"""

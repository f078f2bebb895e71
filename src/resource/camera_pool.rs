/// Camera pool.
///
/// Cameras are engine-side resources like everything else: a
/// [`SlotPool`] row holding the view and projection matrices plus the
/// viewport rectangle, addressed by a generational [`CameraHandle`].
/// A 16/16 split: a scene rarely needs more than a few dozen cameras,
/// and the wide generation field keeps editor-held handles honest
/// across many create/destroy cycles.

use glam::{Mat4, Vec3, Vec4};

use crate::engine_bail;
use crate::error::Result;
use crate::utils::{Handle, SlotPool};

/// Handle to a pooled camera: 16-bit index, 16-bit generation
pub type CameraHandle = Handle<16>;

/// Column layout: (view, projection, viewport)
type CameraColumns = (Mat4, Mat4, Vec4);

const COL_VIEW: usize = 0;
const COL_PROJECTION: usize = 1;
const COL_VIEWPORT: usize = 2;

/// Pool of cameras addressed by [`CameraHandle`]
pub struct CameraPool {
    pool: SlotPool<CameraColumns, 16>,
}

impl CameraPool {
    /// Create an empty camera pool
    pub fn new() -> Self {
        Self {
            pool: SlotPool::new(),
        }
    }

    /// Create a camera with identity view/projection and a zero viewport
    pub fn create_camera(&mut self) -> CameraHandle {
        self.pool.alloc()
    }

    /// Destroy a camera, recycling its slot
    pub fn destroy_camera(&mut self, handle: CameraHandle) -> Result<()> {
        if !self.pool.is_live(handle) {
            engine_bail!("quasar3d::CameraPool", "destroy_camera with stale handle {}", handle);
        }
        self.pool.dealloc(handle);
        Ok(())
    }

    // ===== SETTERS =====

    /// Point the camera at `center` from `eye` (right-handed)
    pub fn set_look_at(
        &mut self,
        handle: CameraHandle,
        eye: Vec3,
        center: Vec3,
        up: Vec3,
    ) -> Result<()> {
        if !self.pool.is_live(handle) {
            engine_bail!("quasar3d::CameraPool", "set_look_at with stale handle {}", handle);
        }
        self.pool.set::<{ COL_VIEW }>(handle, Mat4::look_at_rh(eye, center, up));
        Ok(())
    }

    /// Set a right-handed perspective projection
    pub fn set_perspective(
        &mut self,
        handle: CameraHandle,
        fov_y_radians: f32,
        aspect: f32,
        z_near: f32,
        z_far: f32,
    ) -> Result<()> {
        if !self.pool.is_live(handle) {
            engine_bail!("quasar3d::CameraPool", "set_perspective with stale handle {}", handle);
        }
        self.pool.set::<{ COL_PROJECTION }>(
            handle,
            Mat4::perspective_rh(fov_y_radians, aspect, z_near, z_far),
        );
        Ok(())
    }

    /// Set the viewport rectangle as (x, y, width, height)
    pub fn set_viewport(&mut self, handle: CameraHandle, viewport: Vec4) -> Result<()> {
        if !self.pool.is_live(handle) {
            engine_bail!("quasar3d::CameraPool", "set_viewport with stale handle {}", handle);
        }
        self.pool.set::<{ COL_VIEWPORT }>(handle, viewport);
        Ok(())
    }

    // ===== ACCESSORS =====

    /// The camera's view matrix
    pub fn view(&self, handle: CameraHandle) -> Result<Mat4> {
        if !self.pool.is_live(handle) {
            engine_bail!("quasar3d::CameraPool", "view with stale handle {}", handle);
        }
        Ok(*self.pool.get::<{ COL_VIEW }>(handle))
    }

    /// The camera's projection matrix
    pub fn projection(&self, handle: CameraHandle) -> Result<Mat4> {
        if !self.pool.is_live(handle) {
            engine_bail!("quasar3d::CameraPool", "projection with stale handle {}", handle);
        }
        Ok(*self.pool.get::<{ COL_PROJECTION }>(handle))
    }

    /// Combined projection * view, ready for a uniform upload
    pub fn view_projection(&self, handle: CameraHandle) -> Result<Mat4> {
        if !self.pool.is_live(handle) {
            engine_bail!("quasar3d::CameraPool", "view_projection with stale handle {}", handle);
        }
        Ok(*self.pool.get::<{ COL_PROJECTION }>(handle) * *self.pool.get::<{ COL_VIEW }>(handle))
    }

    /// The camera's viewport rectangle
    pub fn viewport(&self, handle: CameraHandle) -> Result<Vec4> {
        if !self.pool.is_live(handle) {
            engine_bail!("quasar3d::CameraPool", "viewport with stale handle {}", handle);
        }
        Ok(*self.pool.get::<{ COL_VIEWPORT }>(handle))
    }

    /// Number of live cameras
    pub fn camera_count(&self) -> u32 {
        self.pool.len()
    }
}

impl Default for CameraPool {
    fn default() -> Self {
        Self::new()
    }
}

// ============================================================================
// Tests
// ============================================================================

#[cfg(test)]
#[path = "camera_pool_tests.rs"]
mod tests;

"""

__WHAT TO PRODUCE__. Your answer must be the data above, copied exactly from its first line through the line containing "const COL_PROJECTION: usize = 1;", and nothing more.

__SOLUTION TO THIS PROBLEM__.
repository f078f2bebb895e71
filename src/resource/camera_pool.rs
/// Camera pool.
///
/// Cameras are engine-side resources like everything else: a
/// [`SlotPool`] row holding the view and projection matrices plus the
/// viewport rectangle, addressed by a generational [`CameraHandle`].
/// A 16/16 split: a scene rarely needs more than a few dozen cameras,
/// and the wide generation field keeps editor-held handles honest
/// across many create/destroy cycles.

use glam::{Mat4, Vec3, Vec4};

use crate::engine_bail;
use crate::error::Result;
use crate::utils::{Handle, SlotPool};

/// Handle to a pooled camera: 16-bit index, 16-bit generation
pub type CameraHandle = Handle<16>;

/// Column layout: (view, projection, viewport)
type CameraColumns = (Mat4, Mat4, Vec4);

const COL_VIEW: usize = 0;
const COL_PROJECTION: usize = 1;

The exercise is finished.